The "New Dynamics" dynamical core for the Unified Model
The dynamical core referred to as "New Dynamics" is based on a semi-implicit semi-Lagrangian discretization of the fully compressible, nonhydrostatic Euler equations.
The New Dynamics dynamical core is based on the fully compressible, nonhydrostatic Euler equations which enables it to be used over a wide range of scales - from very high resolution convection permitting scales (of order 1 km) to hundreds of kilometres in climate models run for centuries.
Note: The dynamical core, used operationally within the Unified Model, was changed from New Dynamics (as described on this page) to Even Newer Dynamics for General atmospheric modelling of the environment (ENDGame) in 2014.

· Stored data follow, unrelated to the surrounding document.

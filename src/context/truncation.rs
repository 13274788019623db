//! History truncation under a token budget

use super::token_budget::ModelProfile;
use super::token_estimator::TokenAccountant;
use crate::conversation::Conversation;
use crate::error::Result;
use crate::metrics::METRICS;
use tracing::debug;

/// Outcome of a truncation pass
#[derive(Debug, Clone, Copy, PartialEq, Eq)]
pub struct Truncation {
    /// Messages evicted from the front of the history
    pub removed: usize,
    /// Token count after eviction
    pub tokens: usize,
}

impl Truncation {
    /// Only the seed is left and the budget is still exceeded
    pub fn exhausted(&self, profile: &ModelProfile) -> bool {
        self.tokens > profile.truncate_limit
    }
}

/// Evict the oldest messages after the seed until the conversation fits
/// `profile.truncate_limit` or only the seed remains.
///
/// Running it twice is the same as running it once.
pub fn truncate(
    conversation: &mut Conversation,
    profile: &ModelProfile,
    accountant: &TokenAccountant,
) -> Result<Truncation> {
    let mut tokens = accountant.count_tokens(conversation, &profile.id)?;
    let mut removed = 0;

    while tokens > profile.truncate_limit && conversation.len() > 1 {
        if let Some(evicted) = conversation.evict_oldest() {
            debug!(
                "Evicted {} message ({} chars) at {} tokens, limit {}",
                evicted.role,
                evicted.content.len(),
                tokens,
                profile.truncate_limit
            );
            removed += 1;
        }
        tokens = accountant.count_tokens(conversation, &profile.id)?;
    }

    if removed > 0 {
        METRICS.truncated_messages.inc_by(removed as f64);
    }

    Ok(Truncation { removed, tokens })
}
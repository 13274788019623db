//! Completion API access
//!
//! - Wire types for requests and streamed chunks
//! - Line decoder for the `data:` event stream
//! - HTTP client with timeout and status mapping

pub mod client;
pub mod models;
pub mod sse;

pub use client::CompletionClient;
pub use models::{
    ChatCompletionChunk, ChatCompletionRequest, ChunkDelta, ImageRequest, ModelInfo, WireMessage,
};
pub use sse::{SseDecoder, StreamEvent};
//! Client configuration
//!
//! Layered as: built-in defaults, then an optional TOML file, then
//! `CHAT__SECTION__KEY` environment variables, then the well-known variables
//! read by each section's `from_env`.

use crate::context::ModelProfile;
use crate::error::{ChatError, Result};
use crate::session::PartialReplyPolicy;
use secrecy::SecretString;
use serde::Deserialize;
use std::path::{Path, PathBuf};
use std::time::Duration;

/// Top-level configuration
#[derive(Debug, Clone, Default, Deserialize)]
pub struct Config {
    #[serde(default)]
    pub api: ApiConfig,
    #[serde(default)]
    pub generation: GenerationConfig,
    #[serde(default)]
    pub session: SessionConfig,
    #[serde(default)]
    pub storage: StorageConfig,
    #[serde(default)]
    pub logging: LoggingConfig,
}

impl Config {
    /// Load from an optional file and the environment
    pub fn load(path: Option<&Path>) -> Result<Self> {
        let mut builder = config::Config::builder();
        if let Some(path) = path {
            builder = builder.add_source(config::File::from(path).required(true));
        }
        builder = builder.add_source(
            config::Environment::with_prefix("CHAT")
                .prefix_separator("__")
                .separator("__"),
        );

        let config: Config = builder
            .build()
            .and_then(|c| c.try_deserialize())
            .map_err(|e| ChatError::Configuration(e.to_string()))?;

        Ok(config.from_env())
    }

    /// Apply well-known environment variables
    pub fn from_env(mut self) -> Self {
        self.api = self.api.from_env();
        self
    }

    /// Token profile for the configured model, with session overrides applied
    pub fn model_profile(&self, model: &str) -> Result<ModelProfile> {
        ModelProfile::for_model(model)
            .with_overrides(self.session.max_tokens, self.session.truncate_limit)
    }
}

/// Completion API configuration
#[derive(Debug, Clone, Deserialize)]
pub struct ApiConfig {
    /// Server root, e.g. `https://example.com`
    #[serde(default = "default_base_url")]
    pub base_url: String,

    /// Path between the root and the endpoints
    #[serde(default = "default_api_path")]
    pub api_path: String,

    /// Bearer token (read from env OPENAI_API_KEY if not set)
    #[serde(default)]
    pub api_key: Option<SecretString>,

    /// Model used when a request does not name one
    #[serde(default = "default_model")]
    pub model: String,

    /// Model forced onto every request (env MODEL_NAME)
    #[serde(default)]
    pub model_override: Option<String>,

    /// Bound on the wait for response headers, in seconds
    #[serde(default)]
    pub request_timeout_secs: Option<u64>,

    /// How long a fetched model list is reused, in seconds
    #[serde(default = "default_models_cache_ttl")]
    pub models_cache_ttl_secs: u64,
}

fn default_base_url() -> String { "http://localhost:8080".to_string() }
fn default_api_path() -> String { "/api/v1".to_string() }
fn default_model() -> String { "gpt-3.5-turbo".to_string() }
fn default_models_cache_ttl() -> u64 { 300 }

impl Default for ApiConfig {
    fn default() -> Self {
        Self {
            base_url: default_base_url(),
            api_path: default_api_path(),
            api_key: None,
            model: default_model(),
            model_override: None,
            request_timeout_secs: None,
            models_cache_ttl_secs: default_models_cache_ttl(),
        }
    }
}

impl ApiConfig {
    /// Override with environment variables if present
    pub fn from_env(mut self) -> Self {
        if let Ok(val) = std::env::var("OPENAI_API_KEY") {
            self.api_key = Some(SecretString::new(val));
        }

        if let Ok(val) = std::env::var("OPENAI_BASE_URL") {
            self.base_url = val;
        }

        if let Ok(val) = std::env::var("MODEL_NAME") {
            if !val.is_empty() {
                self.model_override = Some(val);
            }
        }

        if let Ok(val) = std::env::var("CHAT_REQUEST_TIMEOUT_SECS") {
            if let Ok(secs) = val.parse() {
                self.request_timeout_secs = Some(secs);
            }
        }

        self
    }

    fn endpoint(&self, name: &str) -> String {
        format!(
            "{}{}/{}",
            self.base_url.trim_end_matches('/'),
            self.api_path.trim_end_matches('/'),
            name
        )
    }

    pub fn chat_url(&self) -> String {
        self.endpoint("chat/completions")
    }

    pub fn models_url(&self) -> String {
        self.endpoint("models")
    }

    pub fn images_url(&self) -> String {
        self.endpoint("images/generations")
    }

    /// Get request timeout as Duration
    pub fn request_timeout(&self) -> Option<Duration> {
        self.request_timeout_secs.map(Duration::from_secs)
    }

    /// Get model list cache TTL as Duration
    pub fn models_cache_ttl(&self) -> Duration {
        Duration::from_secs(self.models_cache_ttl_secs)
    }
}

/// Sampling parameters sent with every request
#[derive(Debug, Clone, PartialEq, Deserialize)]
pub struct GenerationConfig {
    #[serde(default = "default_temperature")]
    pub temperature: f32,
    #[serde(default = "default_top_p")]
    pub top_p: f32,
    #[serde(default)]
    pub presence_penalty: f32,
    #[serde(default)]
    pub frequency_penalty: f32,
    /// Number of choices requested (`n`)
    #[serde(default = "default_reply_count")]
    pub reply_count: u32,
    /// Cap on the reply size; the model window caps it otherwise
    #[serde(default)]
    pub max_tokens: Option<usize>,
}

fn default_temperature() -> f32 { 0.5 }
fn default_top_p() -> f32 { 1.0 }
fn default_reply_count() -> u32 { 1 }

impl Default for GenerationConfig {
    fn default() -> Self {
        Self {
            temperature: default_temperature(),
            top_p: default_top_p(),
            presence_penalty: 0.0,
            frequency_penalty: 0.0,
            reply_count: default_reply_count(),
            max_tokens: None,
        }
    }
}

/// Conversation defaults
#[derive(Debug, Clone, Deserialize)]
pub struct SessionConfig {
    #[serde(default = "default_system_prompt")]
    pub system_prompt: String,
    #[serde(default)]
    pub max_tokens: Option<usize>,
    #[serde(default)]
    pub truncate_limit: Option<usize>,
    #[serde(default)]
    pub partial_reply: PartialReplyPolicy,
}

pub fn default_system_prompt() -> String {
    "You are ChatGPT, a large language model trained by OpenAI. Respond conversationally and use markdown formatting.".to_string()
}

impl Default for SessionConfig {
    fn default() -> Self {
        Self {
            system_prompt: default_system_prompt(),
            max_tokens: None,
            truncate_limit: None,
            partial_reply: PartialReplyPolicy::default(),
        }
    }
}

/// Saved-session storage
#[derive(Debug, Clone, Deserialize)]
pub struct StorageConfig {
    #[serde(default = "default_storage_dir")]
    pub dir: String,
    /// Bounded wait for a storage load, in milliseconds
    #[serde(default = "default_load_timeout_ms")]
    pub load_timeout_ms: u64,
}

fn default_storage_dir() -> String { "~/.chat-session".to_string() }
fn default_load_timeout_ms() -> u64 { 500 }

impl Default for StorageConfig {
    fn default() -> Self {
        Self {
            dir: default_storage_dir(),
            load_timeout_ms: default_load_timeout_ms(),
        }
    }
}

impl StorageConfig {
    pub fn load_timeout(&self) -> Duration {
        Duration::from_millis(self.load_timeout_ms)
    }

    /// Storage directory with `~` expanded
    pub fn resolved_dir(&self) -> Result<PathBuf> {
        expand_tilde(&self.dir)
    }
}

/// Expand ~ to home directory
fn expand_tilde(path: &str) -> Result<PathBuf> {
    let home = || {
        std::env::var("HOME")
            .map_err(|_| ChatError::Configuration("HOME environment variable not set".to_string()))
    };

    if let Some(rest) = path.strip_prefix("~/") {
        Ok(PathBuf::from(home()?).join(rest))
    } else if path == "~" {
        Ok(PathBuf::from(home()?))
    } else {
        Ok(PathBuf::from(path))
    }
}

/// Log output
#[derive(Debug, Clone, Deserialize)]
pub struct LoggingConfig {
    #[serde(default = "default_log_level")]
    pub level: String,
    #[serde(default)]
    pub json: bool,
}

fn default_log_level() -> String { "info".to_string() }

impl Default for LoggingConfig {
    fn default() -> Self {
        Self {
            level: default_log_level(),
            json: false,
        }
    }
}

- ENDGame: A new dynamical core for seamless atmospheric prediction - Research News article published in July 2014
The system of equations in New Dynamics is solved using a predictor-corrector technique employing semi-Lagrangian advection and semi-implicit time stepping. The continuity equation is used in Eulerian flux form to conserve mass since such conservation is considered vital for long climate simulations. The correction step uses a linearized form of the equation of state to obtain a three-dimensional, second-order PDE for the pressure increment. This PDE has variable coefficients and is solved using an iterative GCR method.
A latitude-longitude grid is used in the horizontal. The grid spacing can be regular or can be stretched in each horizontal direction. The grid can also be rotated so that LAMs can use a grid that is almost isotropic over the region of interest. The grid spacing in the East-West direction reduces towards the poles.
In contrast to Eulerian grid-point models, SISL schemes do not require filtering to remain stable. However, in the New Dynamics dynamical core the converging meridians result in very small scale variability near the poles and unless some filtering is applied to the smallest scales the iteration count in the solver increases significantly.
Variables are staggered in both the horizontal (Arakawa C-grid) and vertical (Charney-Phillips) to optimize the natural oscillations and to avoid producing computational modes.
The New Dynamics can handle a large number of tracer variables, e.g. various phases of moisture (vapour, cloud water/ice, snow, graupel), aerosols and chemical species. The computational overhead for each tracer is modest since they share the same calculations except for the interpolations to obtain values at departure points. In a typical climate model there are over 25 individual tracers.